Probing shock geometry via the charge to mass ratio dependence of heavy ion spectra from multiple spacecraft observations of the 2013 November 4 event

TL;DR

This study investigates how charge-to-mass ratio dependence of heavy ion spectra from multiple spacecraft observations can reveal shock geometry in solar energetic particle events, offering a new remote sensing method.

Contribution

It demonstrates that analyzing Q/A scaling of heavy ion spectra from different spacecraft can diagnose shock geometry in SEP events, advancing understanding of particle acceleration.

Findings

Different spacecraft show distinct Q/A scaling, indicating varied shock geometries.

Q/A dependence analysis can serve as a remote probe of shock structure.

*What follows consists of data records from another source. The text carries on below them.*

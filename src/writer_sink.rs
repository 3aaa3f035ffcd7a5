// SPDX-License-Identifier: MIT OR Apache-2.0

//! A [Sink] that writes JSON lines to any [std::io::Write].
//!
//! Records below the sink's level return before anything is allocated.  Records that pass
//! are encoded into a pooled buffer outside of any lock; only the final `write_all` to the
//! destination is serialised by a mutex, so concurrent callers never tear each other's lines.
//!
//! # Failures
//!
//! If a record's data holds something the encoder cannot represent (an opaque value or a
//! non-finite float), the data is replaced by a dump of the original under `data_dump` and
//! the encoder's complaint under [SERIALISATION_ERROR_KEY], and the record is encoded once
//! more.  Every other failure, including a failing retry or a failing destination, panics:
//! a log that silently loses what it was asked to record is worse than no log.
//!
//! The sink never flushes or closes the destination; whoever supplied it owns it.

use crate::Level;
use crate::buffer_pool::BufferPool;
use crate::data::{Data, Value};
use crate::log_record::LogRecord;
use crate::sink::{Sink, SinkLevel};
use std::io::Write;
use std::sync::{Mutex, PoisonError};

/// Key under which the fallback record explains what could not be encoded.
pub const SERIALISATION_ERROR_KEY: &str = "lager serialisation error";
/// Key under which the fallback record carries a printable dump of the original data.
pub const DATA_DUMP_KEY: &str = "data_dump";

#[derive(Debug, thiserror::Error)]
pub enum SinkError {
    #[error("lager serialisation error: {0}")]
    Serialisation(#[from] serde_json::Error),
    #[error("failed to write log record: {0}")]
    Write(#[from] std::io::Error),
}

impl SinkError {
    /// Whether the failure came from data the encoder cannot introspect.
    ///
    /// Only this class is worth a retry with substituted data.
    pub fn is_unsupported_data(&self) -> bool {
        matches!(self, SinkError::Serialisation(e) if e.is_data())
    }
}

pub struct WriterSink<W> {
    writer: Mutex<W>,
    min_level: Level,
    pool: BufferPool,
}

impl<W: Write> WriterSink<W> {
    pub fn new(writer: W, min_level: Level) -> Self {
        WriterSink {
            writer: Mutex::new(writer),
            min_level,
            pool: BufferPool::new(),
        }
    }

    /// Returns the destination, for example to inspect an in-memory buffer.
    pub fn into_inner(self) -> W {
        self.writer
            .into_inner()
            .unwrap_or_else(PoisonError::into_inner)
    }

    /// Encodes one record and appends it, with its newline, to the destination.
    fn encode(&self, record: &LogRecord) -> Result<(), SinkError> {
        let mut buf = self.pool.checkout();
        serde_json::to_writer(&mut *buf, record)?;
        buf.push(b'\n');
        let mut writer = self.writer.lock().unwrap_or_else(PoisonError::into_inner);
        writer.write_all(&buf)?;
        Ok(())
    }

    fn handle_err(&self, record: &LogRecord, err: SinkError) {
        if !err.is_unsupported_data() {
            panic!("{err}");
        }
        let fallback = record.with_data(Some(fallback_data(record.data(), &err)));
        //one retry only
        if let Err(retry) = self.encode(&fallback) {
            panic!("{retry}");
        }
    }
}

impl WriterSink<std::io::Stdout> {
    pub fn stdout(min_level: Level) -> Self {
        Self::new(std::io::stdout(), min_level)
    }
}

impl WriterSink<std::io::Stderr> {
    pub fn stderr(min_level: Level) -> Self {
        Self::new(std::io::stderr(), min_level)
    }
}

fn fallback_data(original: Option<&Data>, err: &SinkError) -> Data {
    let message = match err {
        SinkError::Serialisation(encoder) => encoder.to_string(),
        other => other.to_string(),
    };
    let dump = match original {
        Some(data) => format!("{data:?}"),
        None => "None".to_string(),
    };
    let mut data = Data::new();
    data.insert(
        SERIALISATION_ERROR_KEY.to_string(),
        Value::String(message),
    );
    data.insert(DATA_DUMP_KEY.to_string(), Value::String(dump));
    data
}

impl<W: Write + Send> Sink for WriterSink<W> {
    #[inline]
    fn log(&self, record: &LogRecord) {
        if record.level() < self.min_level {
            return;
        }
        if let Err(err) = self.encode(record) {
            self.handle_err(record, err);
        }
    }
}

impl<W: Write + Send> SinkLevel for WriterSink<W> {
    fn level(&self) -> Level {
        self.min_level
    }
}

impl<W> std::fmt::Debug for WriterSink<W> {
    fn fmt(&self, f: &mut std::fmt::Formatter<'_>) -> std::fmt::Result {
        f.debug_struct("WriterSink")
            .field("min_level", &self.min_level)
            .field("idle_buffers", &self.pool.idle_buffers())
            .finish_non_exhaustive()
    }
}

/*
Boilerplate notes.

Debug: implemented by hand, the destination need not be Debug.
Clone: no, two sinks sharing a destination would have two locks.  Share the sink through Arc.
Default: there is no sensible default destination; stdout()/stderr() are explicit.
PartialEq/Hash: not meaningful for a destination.
Send/Sync: automatic when W: Send, the mutex provides Sync.
*/
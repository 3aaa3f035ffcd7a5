// SPDX-License-Identifier: MIT OR Apache-2.0

//! Process-level configuration.
//!
//! Most programs want one thing: a root logger writing JSON lines to stdout at a level chosen
//! by configuration, adjustable later.  [LagerConfig] holds that choice and
//! [Logger::from_config] builds it.
//!
//! ```rust
//! use lager::{LagerConfig, Level, Logger};
//!
//! let config: LagerConfig = serde_json::from_str(r#"{"log_level":"debug"}"#).unwrap();
//! let (logger, sink) = Logger::from_config("api", &config);
//! logger.debug("configured", &[]);
//! sink.set_min_level(Level::Error);
//! ```

use crate::Level;
use crate::logger::Logger;
use crate::reconfigurable_sink::ReconfigurableSink;
use crate::writer_sink::WriterSink;
use serde::Deserialize;
use std::sync::Arc;

/// Environment variable read by [LagerConfig::from_env].
pub const LOG_LEVEL_ENV: &str = "LAGER_LOG_LEVEL";

#[derive(Debug, Clone, Copy, PartialEq, Eq, Default, Deserialize)]
#[serde(default)]
pub struct LagerConfig {
    /// Minimum level written; `info` unless configured.
    pub log_level: Level,
}

impl LagerConfig {
    /// Reads [LOG_LEVEL_ENV].  Unset means the default.
    pub fn from_env() -> Result<Self, crate::level::ParseLevelError> {
        Self::from_level_var(std::env::var(LOG_LEVEL_ENV).ok().as_deref())
    }

    fn from_level_var(value: Option<&str>) -> Result<Self, crate::level::ParseLevelError> {
        match value {
            None => Ok(Self::default()),
            Some(name) => Ok(LagerConfig {
                log_level: name.parse()?,
            }),
        }
    }
}

impl Logger {
    /// A root logger for `component` writing to stdout at the configured level.
    ///
    /// The returned sink is already registered; keep it to change the level at runtime.
    pub fn from_config(component: &str, config: &LagerConfig) -> (Logger, Arc<ReconfigurableSink>) {
        let sink = Arc::new(ReconfigurableSink::new(
            Arc::new(WriterSink::stdout(Level::Debug)),
            config.log_level,
        ));
        let logger = Logger::new(component);
        logger.register_sink(sink.clone());
        (logger, sink)
    }
}
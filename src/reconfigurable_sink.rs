// SPDX-License-Identifier: MIT OR Apache-2.0
use crate::Level;
use crate::log_record::LogRecord;
use crate::sink::{Sink, SinkLevel};
use std::sync::Arc;
use std::sync::atomic::{AtomicU8, Ordering};

/**
A [Sink] whose minimum level can be changed while the program runs.

Wrap a sink that admits everything (for example a [WriterSink](crate::WriterSink) at
[Level::Debug]) and raise or lower the threshold here, e.g. from an admin endpoint.

```rust
use lager::{Level, ReconfigurableSink, SinkLevel, WriterSink};
use std::sync::Arc;

let sink = ReconfigurableSink::new(Arc::new(WriterSink::stdout(Level::Debug)), Level::Info);
sink.set_min_level(Level::Debug);
assert_eq!(sink.level(), Level::Debug);
```
*/
#[derive(Debug)]
pub struct ReconfigurableSink {
    inner: Arc<dyn Sink>,
    min_level: AtomicU8,
}

impl ReconfigurableSink {
    pub fn new(inner: Arc<dyn Sink>, min_level: Level) -> Self {
        ReconfigurableSink {
            inner,
            min_level: AtomicU8::new(min_level.as_u8()),
        }
    }

    pub fn set_min_level(&self, level: Level) {
        self.min_level.store(level.as_u8(), Ordering::Relaxed);
    }

    pub fn min_level(&self) -> Level {
        //only ever stores values produced by Level::as_u8
        Level::from_u8(self.min_level.load(Ordering::Relaxed)).unwrap_or(Level::Debug)
    }
}

impl Sink for ReconfigurableSink {
    #[inline]
    fn log(&self, record: &LogRecord) {
        if record.level() < self.min_level() {
            return;
        }
        self.inner.log(record);
    }
}

impl SinkLevel for ReconfigurableSink {
    fn level(&self) -> Level {
        self.min_level()
    }
}
// SPDX-License-Identifier: MIT OR Apache-2.0

//! Platform-specific time types.
//!
//! Record timestamps are wall-clock time.  On native platforms these types come from
//! `std::time`; `std::time::SystemTime::now` panics on wasm32, so there they come from
//! `web_time`.

#[cfg(not(target_arch = "wasm32"))]
pub use std::time::{Duration, SystemTime, UNIX_EPOCH};
#[cfg(target_arch = "wasm32")]
pub use web_time::{Duration, SystemTime, UNIX_EPOCH};
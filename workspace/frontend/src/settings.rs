use log::Level;
use web_sys::window;

const STORAGE_PREFIX: &str = "afluencia_";

/// Global application settings
#[derive(Debug, Clone, PartialEq)]
pub struct AppSettings {
    /// Forecasting backend host (e.g., "localhost" or "metro.example.com")
    pub api_host: String,

    /// Forecasting backend port (e.g., 8000)
    pub api_port: u16,

    /// API path prefix (e.g., "/api")
    pub api_path: String,

    /// Use HTTPS for API requests
    pub api_use_https: bool,

    /// Default log level for the application
    pub log_level: Level,

    /// Enable debug mode
    pub debug_mode: bool,
}

impl Default for AppSettings {
    fn default() -> Self {
        Self {
            api_host: "localhost".to_string(),
            api_port: 8000,
            api_path: "/api".to_string(),
            api_use_https: false,
            log_level: Level::Info,
            debug_mode: false,
        }
    }
}

fn parse_level(value: &str) -> Option<Level> {
    match value.to_lowercase().as_str() {
        "error" => Some(Level::Error),
        "warn" => Some(Level::Warn),
        "info" => Some(Level::Info),
        "debug" => Some(Level::Debug),
        "trace" => Some(Level::Trace),
        _ => None,
    }
}

impl AppSettings {
    /// Create settings from environment/window location
    pub fn from_environment() -> Self {
        let mut settings = Self::default();

        let Some(window) = window() else {
            return settings;
        };

        if let Ok(hostname) = window.location().hostname() {
            settings.debug_mode = hostname == "localhost" || hostname == "127.0.0.1";
            if settings.debug_mode {
                settings.log_level = Level::Debug;
            }
        }

        if let Ok(Some(storage)) = window.local_storage() {
            let read = |key: &str| {
                storage
                    .get_item(&format!("{}{}", STORAGE_PREFIX, key))
                    .ok()
                    .flatten()
            };

            if let Some(api_host) = read("api_host") {
                settings.api_host = api_host;
            }
            if let Some(port) = read("api_port").and_then(|p| p.parse::<u16>().ok()) {
                settings.api_port = port;
            }
            if let Some(api_path) = read("api_path") {
                settings.api_path = api_path;
            }
            if let Some(use_https) = read("api_use_https") {
                settings.api_use_https = use_https.eq_ignore_ascii_case("true");
            }
            if let Some(level) = read("log_level").as_deref().and_then(parse_level) {
                settings.log_level = level;
            }
        }

        settings
    }

    /// Get the base API URL (protocol + host + port + path)
    pub fn api_base_url(&self) -> String {
        let protocol = if self.api_use_https { "https" } else { "http" };
        format!("{}://{}:{}{}", protocol, self.api_host, self.api_port, self.api_path)
    }
}

// Set once at start-up and only read afterwards.
use std::cell::RefCell;

thread_local! {
    static SETTINGS: RefCell<AppSettings> = RefCell::new(AppSettings::default());
}

/// Get a copy of the current settings
pub fn get_settings() -> AppSettings {
    SETTINGS.with(|s| s.borrow().clone())
}

/// Initialize settings (call this at app startup)
pub fn init_settings() {
    SETTINGS.with(|s| {
        *s.borrow_mut() = AppSettings::from_environment();
    });
}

Study confirms the link between spectral features and shock geometry in SEP events.

Abstract

In large SEP events, ions can be accelerated at CME-driven shocks to very high energies. Spectra of heavy ions in many large SEP events show features such as roll-overs or spectral breaks. In some events when the spectra are plotted in energy/nucleon they can be shifted relative to each other to make the spectral breaks align. The amount of shift is charge-to-mass ratio (Q/A) dependent and varies from event to event. This can be understood if the spectra of heavy ions are organized by the diffusion coefficients (Cohen et al., 2005). In the work of Li et al. (2009), the Q/A dependences of the scaling is related to shock geometry when the CME-driven shock is close to the Sun. For events where multiple in-situ spacecraft observations exist, one may expect that different spacecraft are connected to different portions of the CME-driven shock that have different shock geometries, therefore yielding different Q/A dependence. In this work, we examine one SEP event which occurred on 2013 November 4. We study the Q/A dependence of the energy scaling for heavy ion spectra using Helium, oxygen, and iron ions. Observations from STEREO-A, STEREO-B and ACE are examined. We find that the scalings are different for different spacecraft. We suggest that this is because ACE, STEREO-A and STEREO- B are connected to different parts of the shock that have different shock geometries. Our analysis indicates that studying the Q/A scaling of in-situ particle spectra can serve as a powerful tool to remotely examine the shock geometry for large SEP events.